Generally, the most vocal critics about overpaid executives are the same individuals that celebrate when their favorite sports team signs a $250 million ballplayer. These particular individuals don’t mind paying for $15 beers and $35 parking at the game, but banning all forms of executive pay is their lifelong goal.
What about Kenneth Feinberg, the Presidential appointed “pay czar” who was supposed to put a ceiling in executive pay?
The federal pay limits instituted under TARP were for companies that received bailout funds, but since most Wall Street firms exited the program by repaying government loans, they are no longer bound by pay restrictions. That includes names like Citigroup (NYSE: C), JPMorgan Chase (NYSE: JPM), Goldman Sachs (NYSE: GS), Morgan Stanley (NYSE: MS) and State Street Corporation (NYSE: STT).
How can Wall Street’s executives rake in $135 billion when nationwide unemployment is close to 20 percent?

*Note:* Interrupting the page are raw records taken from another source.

use std::fmt;
use std::sync::atomic::{AtomicU64, Ordering};
use std::sync::Arc;
use std::time::Instant;

use chrono::{DateTime, Utc};

use crate::monotonic::Monotonic;

/// Source of monotonic and wall-clock time.
///
/// Implementations must be cheap to call (no I/O) and safe to share across
/// tasks; the engine clones a `Clock` into every component that needs to
/// reason about deadlines.
pub trait Clock: Send + Sync + fmt::Debug {
    /// Monotonic "now", used for cache freshness and scheduler deadlines.
    /// Never goes backwards for a given `Clock` instance.
    fn now(&self) -> Monotonic;

    /// Wall-clock "now", used for anything recorded to the Stats Sink or
    /// stamped onto a `NewsItem`.
    fn utc_now(&self) -> DateTime<Utc>;
}

/// Production [`Clock`] backed by [`std::time::Instant`] and [`chrono::Utc`].
#[derive(Clone)]
pub struct SystemClock {
    start: Instant,
}

impl SystemClock {
    pub fn new() -> Self {
        Self {
            start: Instant::now(),
        }
    }
}

impl Default for SystemClock {
    fn default() -> Self {
        Self::new()
    }
}

impl fmt::Debug for SystemClock {
    fn fmt(&self, f: &mut fmt::Formatter<'_>) -> fmt::Result {
        f.debug_struct("SystemClock").finish_non_exhaustive()
    }
}

impl Clock for SystemClock {
    fn now(&self) -> Monotonic {
        Monotonic::from_millis(self.start.elapsed().as_millis() as u64)
    }

    fn utc_now(&self) -> DateTime<Utc> {
        Utc::now()
    }
}

/// Deterministic [`Clock`] for tests. Time only moves when [`TestClock::advance`]
/// is called; nothing in the engine reads the system clock directly.
#[derive(Clone)]
pub struct TestClock {
    millis: Arc<AtomicU64>,
    epoch: DateTime<Utc>,
}

impl TestClock {
    /// Create a clock starting at monotonic 0 and the given wall-clock epoch.
    pub fn new(epoch: DateTime<Utc>) -> Self {
        Self {
            millis: Arc::new(AtomicU64::new(0)),
            epoch,
        }
    }

    /// Advance both the monotonic and wall clocks by `duration`.
    pub fn advance(&self, duration: std::time::Duration) {
        self.millis
            .fetch_add(duration.as_millis() as u64, Ordering::SeqCst);
    }

    /// Set the monotonic clock to an absolute millisecond value.
    pub fn set_millis(&self, millis: u64) {
        self.millis.store(millis, Ordering::SeqCst);
    }
}

impl fmt::Debug for TestClock {
    fn fmt(&self, f: &mut fmt::Formatter<'_>) -> fmt::Result {
        f.debug_struct("TestClock")
            .field("millis", &self.millis.load(Ordering::SeqCst))
            .finish()
    }
}

impl Clock for TestClock {
    fn now(&self) -> Monotonic {
        Monotonic::from_millis(self.millis.load(Ordering::SeqCst))
    }

    fn utc_now(&self) -> DateTime<Utc> {
        self.epoch + chrono::Duration::milliseconds(self.millis.load(Ordering::SeqCst) as i64)
    }
}

#[cfg(test)]
mod tests {
    use super::*;
    use std::time::Duration;

    #[test]
    fn test_clock_advances_both_clocks_together() {
        let epoch = DateTime::parse_from_rfc3339("2026-01-01T00:00:00Z")
            .unwrap()
            .with_timezone(&Utc);
        let clock = TestClock::new(epoch);
        assert_eq!(clock.now().as_millis(), 0);
        assert_eq!(clock.utc_now(), epoch);

        clock.advance(Duration::from_secs(5));
        assert_eq!(clock.now().as_millis(), 5_000);
        assert_eq!(clock.utc_now(), epoch + chrono::Duration::seconds(5));
    }

    #[test]
    fn system_clock_is_monotonic() {
        let clock = SystemClock::new();
        let a = clock.now();
        let b = clock.now();
        assert!(b >= a);
    }
}
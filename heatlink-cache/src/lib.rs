//! Per-source protected cache (§4.1) plus the shared-cache tier contract.
//!
//! [`CacheLayer`] is the engine's source of truth: it decides, on every
//! fetch outcome, whether to commit an adapter's freshly fetched items or
//! to protect the existing entry from an empty/thin/errored response. A
//! [`SharedCache`] is optional second tier (Moka or Redis, see the sibling
//! `heatlink-cache-moka`/`heatlink-cache-redis` crates) consulted only on a
//! cold in-memory cache; it never participates in protection decisions.

mod entry;
mod layer;
mod protection;
mod shared;

pub use entry::{CacheEntry, CacheStatusSnapshot, ProtectionCounters};
pub use layer::{CacheLayer, LookupResult, UpdateOutcome, UpdateResult};
pub use protection::{protect, ProtectionDecision, ProtectionKind};
pub use shared::{SharedCache, SharedCacheError};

To no fault of their own, executives are merely complying with the wishes of deranged people (compensation committees and shareholders) that have no concept of high and low. In truth, corporate executives only take what others allow them to take. And now that bashing corporate executives has become America’s new national pastime, we should keep all of this in mind. If we can’t lower executive pay, at the very least, let’s lower the public’s blood pressure.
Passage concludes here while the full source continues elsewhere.